MATERIAL TO PROCESS:
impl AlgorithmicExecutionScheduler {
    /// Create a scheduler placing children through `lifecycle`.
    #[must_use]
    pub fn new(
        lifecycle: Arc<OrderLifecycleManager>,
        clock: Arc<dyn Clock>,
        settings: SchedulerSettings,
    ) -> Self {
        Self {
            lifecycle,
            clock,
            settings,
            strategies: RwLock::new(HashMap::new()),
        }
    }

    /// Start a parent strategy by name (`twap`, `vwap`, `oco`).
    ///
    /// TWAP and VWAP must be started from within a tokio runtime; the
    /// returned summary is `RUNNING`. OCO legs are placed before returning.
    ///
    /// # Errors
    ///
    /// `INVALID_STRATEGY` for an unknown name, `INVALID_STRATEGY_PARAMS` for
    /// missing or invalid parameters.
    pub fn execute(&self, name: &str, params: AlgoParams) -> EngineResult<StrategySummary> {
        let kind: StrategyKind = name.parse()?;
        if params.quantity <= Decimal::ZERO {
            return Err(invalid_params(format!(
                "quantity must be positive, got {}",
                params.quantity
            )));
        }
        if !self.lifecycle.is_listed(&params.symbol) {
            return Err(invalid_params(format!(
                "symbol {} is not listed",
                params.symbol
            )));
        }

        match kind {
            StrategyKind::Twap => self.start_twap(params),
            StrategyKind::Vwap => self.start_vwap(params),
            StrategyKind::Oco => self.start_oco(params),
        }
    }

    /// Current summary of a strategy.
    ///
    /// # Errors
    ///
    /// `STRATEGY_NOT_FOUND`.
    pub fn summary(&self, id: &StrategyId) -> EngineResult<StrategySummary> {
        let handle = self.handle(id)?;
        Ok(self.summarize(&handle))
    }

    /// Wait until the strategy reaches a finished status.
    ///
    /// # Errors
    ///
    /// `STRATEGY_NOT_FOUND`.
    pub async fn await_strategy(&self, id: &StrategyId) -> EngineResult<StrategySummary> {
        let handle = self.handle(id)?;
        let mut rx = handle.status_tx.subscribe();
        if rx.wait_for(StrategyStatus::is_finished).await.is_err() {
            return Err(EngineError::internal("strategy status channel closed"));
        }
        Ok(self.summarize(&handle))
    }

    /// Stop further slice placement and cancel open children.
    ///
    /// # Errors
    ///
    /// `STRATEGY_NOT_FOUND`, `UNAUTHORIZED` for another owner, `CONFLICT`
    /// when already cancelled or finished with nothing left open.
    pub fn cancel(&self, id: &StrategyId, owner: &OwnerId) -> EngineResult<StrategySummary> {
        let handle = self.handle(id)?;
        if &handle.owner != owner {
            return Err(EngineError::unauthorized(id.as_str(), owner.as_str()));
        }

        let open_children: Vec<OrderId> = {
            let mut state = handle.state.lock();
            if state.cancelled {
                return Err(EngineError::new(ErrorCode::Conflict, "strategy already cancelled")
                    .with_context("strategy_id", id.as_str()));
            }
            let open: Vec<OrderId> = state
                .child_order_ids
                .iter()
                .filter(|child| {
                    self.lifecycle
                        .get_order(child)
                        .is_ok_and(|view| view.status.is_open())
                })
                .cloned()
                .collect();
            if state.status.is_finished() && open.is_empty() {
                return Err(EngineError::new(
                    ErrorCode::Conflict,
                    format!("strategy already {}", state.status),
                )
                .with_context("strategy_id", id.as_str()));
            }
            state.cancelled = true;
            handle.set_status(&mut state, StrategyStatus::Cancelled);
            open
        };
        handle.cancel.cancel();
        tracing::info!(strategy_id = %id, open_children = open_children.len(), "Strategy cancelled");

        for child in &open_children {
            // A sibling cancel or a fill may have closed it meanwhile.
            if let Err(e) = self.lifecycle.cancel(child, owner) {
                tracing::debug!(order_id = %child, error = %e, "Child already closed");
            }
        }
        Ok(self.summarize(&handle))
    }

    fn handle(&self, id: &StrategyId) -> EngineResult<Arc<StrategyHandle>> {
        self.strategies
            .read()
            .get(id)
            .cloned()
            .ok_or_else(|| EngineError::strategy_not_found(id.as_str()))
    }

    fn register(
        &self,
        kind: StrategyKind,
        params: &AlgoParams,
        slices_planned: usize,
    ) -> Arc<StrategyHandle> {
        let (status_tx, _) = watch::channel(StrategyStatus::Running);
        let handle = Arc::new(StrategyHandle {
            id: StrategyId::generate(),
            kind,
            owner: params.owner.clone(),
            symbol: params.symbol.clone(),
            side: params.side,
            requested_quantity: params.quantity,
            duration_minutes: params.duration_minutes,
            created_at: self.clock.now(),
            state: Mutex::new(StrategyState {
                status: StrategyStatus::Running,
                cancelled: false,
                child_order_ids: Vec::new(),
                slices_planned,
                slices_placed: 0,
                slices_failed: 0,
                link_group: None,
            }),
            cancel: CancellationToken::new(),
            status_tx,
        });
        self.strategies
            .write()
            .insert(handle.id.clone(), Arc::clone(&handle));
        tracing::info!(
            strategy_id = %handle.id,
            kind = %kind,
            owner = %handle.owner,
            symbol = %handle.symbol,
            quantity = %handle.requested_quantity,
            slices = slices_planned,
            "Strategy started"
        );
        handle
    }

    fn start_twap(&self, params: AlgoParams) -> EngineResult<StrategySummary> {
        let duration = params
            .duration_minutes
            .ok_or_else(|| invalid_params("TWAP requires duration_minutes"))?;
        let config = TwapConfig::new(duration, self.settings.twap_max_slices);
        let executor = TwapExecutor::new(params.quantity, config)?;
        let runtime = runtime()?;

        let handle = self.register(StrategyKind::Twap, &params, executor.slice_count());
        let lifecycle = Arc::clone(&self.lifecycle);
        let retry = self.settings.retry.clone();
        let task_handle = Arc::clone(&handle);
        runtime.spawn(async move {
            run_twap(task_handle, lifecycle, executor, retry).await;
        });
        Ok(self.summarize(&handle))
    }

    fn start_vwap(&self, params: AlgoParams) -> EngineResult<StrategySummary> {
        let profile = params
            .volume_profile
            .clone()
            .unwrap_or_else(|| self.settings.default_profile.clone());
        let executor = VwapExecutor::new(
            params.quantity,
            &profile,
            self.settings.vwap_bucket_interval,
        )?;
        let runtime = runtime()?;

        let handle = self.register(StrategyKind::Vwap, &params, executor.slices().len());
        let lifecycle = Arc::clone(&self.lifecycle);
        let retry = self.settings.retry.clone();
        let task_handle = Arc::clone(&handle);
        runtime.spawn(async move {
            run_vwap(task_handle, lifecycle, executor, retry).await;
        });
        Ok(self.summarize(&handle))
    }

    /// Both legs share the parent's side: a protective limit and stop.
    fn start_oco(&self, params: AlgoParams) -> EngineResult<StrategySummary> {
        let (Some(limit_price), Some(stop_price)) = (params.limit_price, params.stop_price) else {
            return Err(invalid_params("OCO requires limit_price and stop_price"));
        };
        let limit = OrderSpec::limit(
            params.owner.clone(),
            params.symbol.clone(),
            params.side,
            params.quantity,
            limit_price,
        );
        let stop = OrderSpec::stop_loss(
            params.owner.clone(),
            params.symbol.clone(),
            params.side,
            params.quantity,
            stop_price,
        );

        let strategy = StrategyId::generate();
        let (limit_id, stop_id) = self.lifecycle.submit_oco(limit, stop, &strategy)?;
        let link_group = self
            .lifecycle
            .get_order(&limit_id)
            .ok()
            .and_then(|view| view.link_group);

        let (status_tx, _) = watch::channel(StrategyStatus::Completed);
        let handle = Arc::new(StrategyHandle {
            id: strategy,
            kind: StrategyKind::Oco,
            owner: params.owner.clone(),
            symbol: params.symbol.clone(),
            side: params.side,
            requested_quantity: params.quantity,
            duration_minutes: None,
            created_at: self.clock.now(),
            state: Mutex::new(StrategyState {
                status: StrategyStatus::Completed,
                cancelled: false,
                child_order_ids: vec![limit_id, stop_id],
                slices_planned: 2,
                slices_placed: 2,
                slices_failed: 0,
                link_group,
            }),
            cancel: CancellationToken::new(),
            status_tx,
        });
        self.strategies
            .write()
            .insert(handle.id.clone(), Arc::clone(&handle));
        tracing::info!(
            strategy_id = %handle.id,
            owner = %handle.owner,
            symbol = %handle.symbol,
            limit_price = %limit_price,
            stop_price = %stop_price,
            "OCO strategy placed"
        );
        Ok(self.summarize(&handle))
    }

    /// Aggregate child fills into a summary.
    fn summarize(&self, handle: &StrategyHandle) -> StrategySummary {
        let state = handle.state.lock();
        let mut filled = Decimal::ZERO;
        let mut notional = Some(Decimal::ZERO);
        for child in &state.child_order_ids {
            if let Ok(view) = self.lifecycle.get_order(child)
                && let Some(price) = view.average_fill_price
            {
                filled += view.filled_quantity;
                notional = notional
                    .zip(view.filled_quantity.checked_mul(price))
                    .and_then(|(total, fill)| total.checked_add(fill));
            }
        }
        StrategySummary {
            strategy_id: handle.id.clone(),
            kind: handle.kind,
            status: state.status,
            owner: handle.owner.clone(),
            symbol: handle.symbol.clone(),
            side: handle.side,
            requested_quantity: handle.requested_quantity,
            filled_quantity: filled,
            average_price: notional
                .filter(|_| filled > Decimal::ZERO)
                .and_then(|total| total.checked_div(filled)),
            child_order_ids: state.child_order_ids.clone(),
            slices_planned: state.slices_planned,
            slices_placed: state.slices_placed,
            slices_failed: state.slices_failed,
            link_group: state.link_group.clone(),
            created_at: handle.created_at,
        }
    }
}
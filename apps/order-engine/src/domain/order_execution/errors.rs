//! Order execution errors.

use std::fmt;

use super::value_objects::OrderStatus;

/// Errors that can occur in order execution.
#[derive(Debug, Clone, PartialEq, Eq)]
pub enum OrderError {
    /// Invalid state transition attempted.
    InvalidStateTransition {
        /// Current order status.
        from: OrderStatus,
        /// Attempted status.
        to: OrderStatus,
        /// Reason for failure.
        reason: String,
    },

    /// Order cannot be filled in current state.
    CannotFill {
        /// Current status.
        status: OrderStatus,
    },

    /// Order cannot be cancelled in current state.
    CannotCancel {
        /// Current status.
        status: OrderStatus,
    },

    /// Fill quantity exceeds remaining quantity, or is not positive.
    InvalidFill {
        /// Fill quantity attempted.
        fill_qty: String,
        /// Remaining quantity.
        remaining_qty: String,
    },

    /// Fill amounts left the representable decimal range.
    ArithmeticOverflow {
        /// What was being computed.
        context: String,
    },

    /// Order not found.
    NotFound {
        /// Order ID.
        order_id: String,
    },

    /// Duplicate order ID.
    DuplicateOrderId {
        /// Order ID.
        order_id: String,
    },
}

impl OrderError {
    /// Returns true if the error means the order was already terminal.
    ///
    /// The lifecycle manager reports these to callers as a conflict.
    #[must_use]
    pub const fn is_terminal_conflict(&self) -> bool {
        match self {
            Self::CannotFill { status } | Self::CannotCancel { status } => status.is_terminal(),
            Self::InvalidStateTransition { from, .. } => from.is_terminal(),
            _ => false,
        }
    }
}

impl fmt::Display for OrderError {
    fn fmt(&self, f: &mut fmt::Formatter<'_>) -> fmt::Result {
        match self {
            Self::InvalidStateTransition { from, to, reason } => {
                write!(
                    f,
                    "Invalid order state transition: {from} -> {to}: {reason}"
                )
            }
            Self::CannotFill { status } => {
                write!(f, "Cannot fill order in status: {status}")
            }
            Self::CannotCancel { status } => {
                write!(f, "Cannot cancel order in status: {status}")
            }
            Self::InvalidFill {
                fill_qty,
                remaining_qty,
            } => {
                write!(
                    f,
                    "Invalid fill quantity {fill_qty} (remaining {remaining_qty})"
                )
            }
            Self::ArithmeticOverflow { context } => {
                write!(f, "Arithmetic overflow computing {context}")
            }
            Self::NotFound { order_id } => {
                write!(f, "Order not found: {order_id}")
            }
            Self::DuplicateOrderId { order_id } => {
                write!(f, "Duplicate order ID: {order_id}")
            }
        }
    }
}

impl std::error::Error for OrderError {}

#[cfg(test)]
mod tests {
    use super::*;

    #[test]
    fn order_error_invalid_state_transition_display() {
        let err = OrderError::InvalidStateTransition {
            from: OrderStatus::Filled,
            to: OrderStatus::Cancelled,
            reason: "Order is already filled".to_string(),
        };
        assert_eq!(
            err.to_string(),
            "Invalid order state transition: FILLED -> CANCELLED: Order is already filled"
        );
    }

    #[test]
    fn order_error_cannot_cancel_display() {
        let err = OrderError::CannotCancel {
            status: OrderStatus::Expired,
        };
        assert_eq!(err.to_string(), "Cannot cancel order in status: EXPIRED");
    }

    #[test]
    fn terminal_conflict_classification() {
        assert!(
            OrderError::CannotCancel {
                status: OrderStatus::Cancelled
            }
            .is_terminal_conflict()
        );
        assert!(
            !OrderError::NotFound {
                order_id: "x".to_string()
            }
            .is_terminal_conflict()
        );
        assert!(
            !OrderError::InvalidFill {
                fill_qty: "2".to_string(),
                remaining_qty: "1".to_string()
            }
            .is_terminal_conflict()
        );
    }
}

WHAT IS BEING ASKED: Some lines of the records above may hold the word "total". Report how many, and nothing else.

TASK ANSWER: 2